As I have thought about my response, as well as the positions of other Christians, I have been drawn to the Sermon on the Mount, Chapter 6, and Jesus’ teaching on final judgment in Matthew 25. In those Scriptures, Jesus describes the invisibility of Christian generosity. It is not seen by the public and is even invisible to the disciple himself or herself; but it is seen by our Father in heaven. This invisible generosity is not rewarded here on earth but is rewarded by our Father in heaven. Invisible generosity is real generosity.
Living by Faith. The Christian life is one lived from beginning to end by faith, not by sight. Our love from God is by faith, not by sight. Our righteousness before God is by faith, not by sight. Our prayers are given and mostly answered by faith, not by sight. Even our generosity in the middle of a pandemic may be offered and commended by faith, not by sight. I do not think we are any less generous if we cannot see the fruit of our generosity. Our Father in heaven sees it.
The Christian witness is not primarily marked by political protest, defiance and civil disobedience. It is marked by generosity, aimed towards each other, as well as towards our neighbors in need, including our enemies. That generosity may be interpreted by the world as defiance and civil disobedience; and so Christians suffer for righteousness sake, for Christ’s sake; but not for one’s own sake or in defense of his or her own “rights.” The Christian witness is marked by going out clothed in Christ.
For the sake of our neighbors, may we express our generosity invisibly in the coming months by each doing his or her part to contain the Covid-19 epidemic, by listening to our nation’s health experts, by wearing masks and by social distancing.
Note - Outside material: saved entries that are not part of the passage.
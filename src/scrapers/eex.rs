//! Single-pass extraction of an EEX French auction results page.

use chrono::NaiveDate;
use scraper::Html;

use super::metadata::extract_metadata;
use super::section::{SectionHints, locate_results_section};
use super::tables::{extract_rows, locate_tables};
use super::{ScrapedAuction, TableKind};
use crate::error::ScrapeError;
use crate::models::auction::RunStage;

/// Parse `body` and pull out metadata plus both result tables.
///
/// `stage` is advanced as extraction proceeds so a caller can tell where a
/// failure happened. `Html` is not `Send`, so everything is extracted into
/// owned values before returning.
pub fn parse_results_page(
    body: &str,
    today: NaiveDate,
    stage: &mut RunStage,
) -> Result<ScrapedAuction, ScrapeError> {
    *stage = RunStage::Locating;
    let document = Html::parse_document(body);
    let hints = SectionHints::for_date(today);

    let Some(section) = locate_results_section(&document, &hints) else {
        tracing::warn!("Could not find Results section on auction page");
        return Err(ScrapeError::StructureNotFound("results section"));
    };

    *stage = RunStage::ExtractingMetadata;
    let metadata = extract_metadata(&section, today);

    *stage = RunStage::ExtractingTables;
    let tables = locate_tables(&section);

    let regions = match tables.regional {
        Some(table) => {
            tracing::info!("Found regional data table");
            extract_rows(&table, TableKind::Regional)
        }
        None => {
            tracing::warn!("Could not find regional data table");
            Vec::new()
        }
    };

    let technologies = match tables.technology {
        Some(table) => {
            tracing::info!("Found technology data table");
            extract_rows(&table, TableKind::Technology)
        }
        None => {
            tracing::warn!("Could not find technology data table");
            Vec::new()
        }
    };

    Ok(ScrapedAuction {
        metadata,
        regions,
        technologies,
    })
}

#[cfg(test)]
mod tests {
    use super::*;
    use rust_decimal_macros::dec;

    const PAGE: &str = include_str!("../../tests/fixtures/eex_results.html");

    fn today() -> NaiveDate {
        NaiveDate::from_ymd_opt(2025, 3, 18).unwrap()
    }

    #[test]
    fn test_parse_fixture_page() {
        let mut stage = RunStage::Fetching;
        let auction = parse_results_page(PAGE, today(), &mut stage).unwrap();

        assert_eq!(stage, RunStage::ExtractingTables);
        assert_eq!(auction.metadata.production_month, "February 2025");
        assert_eq!(auction.metadata.reserve_price, dec!(0.15));
        assert_eq!(auction.metadata.auction_date, today());

        assert_eq!(auction.regions.len(), 3);
        assert_eq!(auction.regions[0].label, "Auvergne-Rhône-Alpes");
        assert_eq!(auction.regions[0].volume_offered, 236995);
        assert_eq!(auction.regions[1].volume_offered, 1943184);

        let labels: Vec<&str> = auction.technologies.iter().map(|t| t.label.as_str()).collect();
        assert_eq!(labels, vec!["Hydro", "Wind", "Solar"]);
        assert_eq!(auction.technologies[2].weighted_avg_price, dec!(0.49));
    }

    #[test]
    fn test_restyled_page_keeps_both_tables_and_reserve() {
        let page = PAGE
            .replace("col-xl-8 offset-xl-2", "col-lg-10")
            .replace("<h2>Results</h2>", "<h2>Latest auction</h2>")
            .replace("0,15&nbsp;€/MWh", "0,22&nbsp;€/MWh");
        let mut stage = RunStage::Fetching;
        let auction = parse_results_page(&page, today(), &mut stage).unwrap();

        assert_eq!(auction.metadata.production_month, "February 2025");
        assert_eq!(auction.metadata.reserve_price, dec!(0.22));
        assert_eq!(auction.regions.len(), 3);
        assert_eq!(auction.technologies.len(), 3);
    }

    #[test]
    fn test_lowercase_results_heading() {
        let page = PAGE.replace("<h2>Results</h2>", "<h2>Auction results</h2>");
        let mut stage = RunStage::Fetching;
        let auction = parse_results_page(&page, today(), &mut stage).unwrap();

        assert_eq!(auction.regions.len(), 3);
        assert_eq!(auction.technologies.len(), 3);
        assert_eq!(auction.metadata.reserve_price, dec!(0.15));
    }

    #[test]
    fn test_missing_section_reports_locating_stage() {
        let mut stage = RunStage::Fetching;
        let err = parse_results_page("<html><body><p>Maintenance</p></body></html>", today(), &mut stage)
            .unwrap_err();

        assert!(matches!(err, ScrapeError::StructureNotFound(_)));
        assert_eq!(stage, RunStage::Locating);
    }

    #[test]
    fn test_section_without_tables_yields_empty_auction() {
        let page = r#"<div class="col-xl-8 offset-xl-2"><h2>Results</h2><p>Coming soon</p></div>"#;
        let mut stage = RunStage::Fetching;
        let auction = parse_results_page(page, today(), &mut stage).unwrap();

        assert!(auction.is_empty());
    }
}
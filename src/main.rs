use std::sync::Arc;

use auction_scraper::{
    AppState, build_router,
    config::AppConfig,
    jobs::auction_scraper::{AuctionScraper, start_auction_scraper_job},
    scrapers::fetch::{FetchClient, HttpPageSource, Interrupt},
    services::auction_repository::SeaOrmAuctionRepository,
};
use sea_orm::Database;
use sea_orm_migration::MigratorTrait;
use tokio::sync::watch;
use tracing_subscriber::{layer::SubscriberExt, util::SubscriberInitExt};

#[tokio::main]
async fn main() {
    // Initialize tracing
    tracing_subscriber::registry()
        .with(
            tracing_subscriber::EnvFilter::try_from_default_env()
                .unwrap_or_else(|_| "info,auction_scraper=debug".into()),
        )
        .with(tracing_subscriber::fmt::layer())
        .init();

    // Load environment variables
    dotenvy::dotenv().ok();
    let config = AppConfig::from_env().expect("Invalid configuration");

    // Connect to database
    tracing::info!("Connecting to database...");
    let db = Database::connect(&config.database_url)
        .await
        .expect("Failed to connect to database");

    // Run migrations
    tracing::info!("Running migrations...");
    migration::Migrator::up(&db, None)
        .await
        .expect("Failed to run migrations");

    // Ctrl-C stops the server, the schedule and any backoff in progress
    let (shutdown_tx, shutdown_rx) = watch::channel(false);
    tokio::spawn(async move {
        if tokio::signal::ctrl_c().await.is_ok() {
            tracing::info!("Shutdown signal received");
            let _ = shutdown_tx.send(true);
        }
    });
    let interrupt = Interrupt::new(shutdown_rx);

    let source = HttpPageSource::new(&config.scraper).expect("Failed to build HTTP client");
    let fetcher = FetchClient::new(Arc::new(source), &config.scraper, interrupt.clone());
    let repository = Arc::new(SeaOrmAuctionRepository::new(db));
    let scraper = Arc::new(AuctionScraper::new(
        fetcher,
        repository.clone(),
        config.scraper.source_url.clone(),
    ));

    tracing::info!(
        "Scheduling auction scraper every {:?} (run on startup: {})",
        config.scrape_interval,
        config.run_on_startup
    );
    let job = start_auction_scraper_job(
        scraper.clone(),
        config.scrape_interval,
        config.run_on_startup,
        interrupt.clone(),
    );

    let state = AppState { repository, scraper };
    let app = build_router(state);

    // Start server
    let listener = tokio::net::TcpListener::bind(&config.bind_addr)
        .await
        .expect("Failed to bind address");

    tracing::info!("Server listening on {}", config.bind_addr);

    axum::serve(listener, app)
        .with_graceful_shutdown(async move { interrupt.fired().await })
        .await
        .expect("Server error");

    if let Err(e) = job.await {
        tracing::error!("Auction scraper job ended abnormally: {}", e);
    }
}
This is not a mark of fear or of political correctness, but of generosity and communal responsibility. Our Father in heaven, who sees all and knows all, will reward our generosity. Amen.
“Beware of practicing your righteousness before other people in order to be seen by them, for then you will have no reward from your Father who is in heaven. Thus, when you give to the needy, sound no trumpet before you, as the hypocrites do in the synagogues and in the streets, that they may be praised by others. Truly, I say to you, they have received their reward. But when you give to the needy, do not let your left hand know what your right hand is doing, so that your giving may be in secret. And your Father who sees in secret will reward you.” (Mt. 6:1-4) Amen.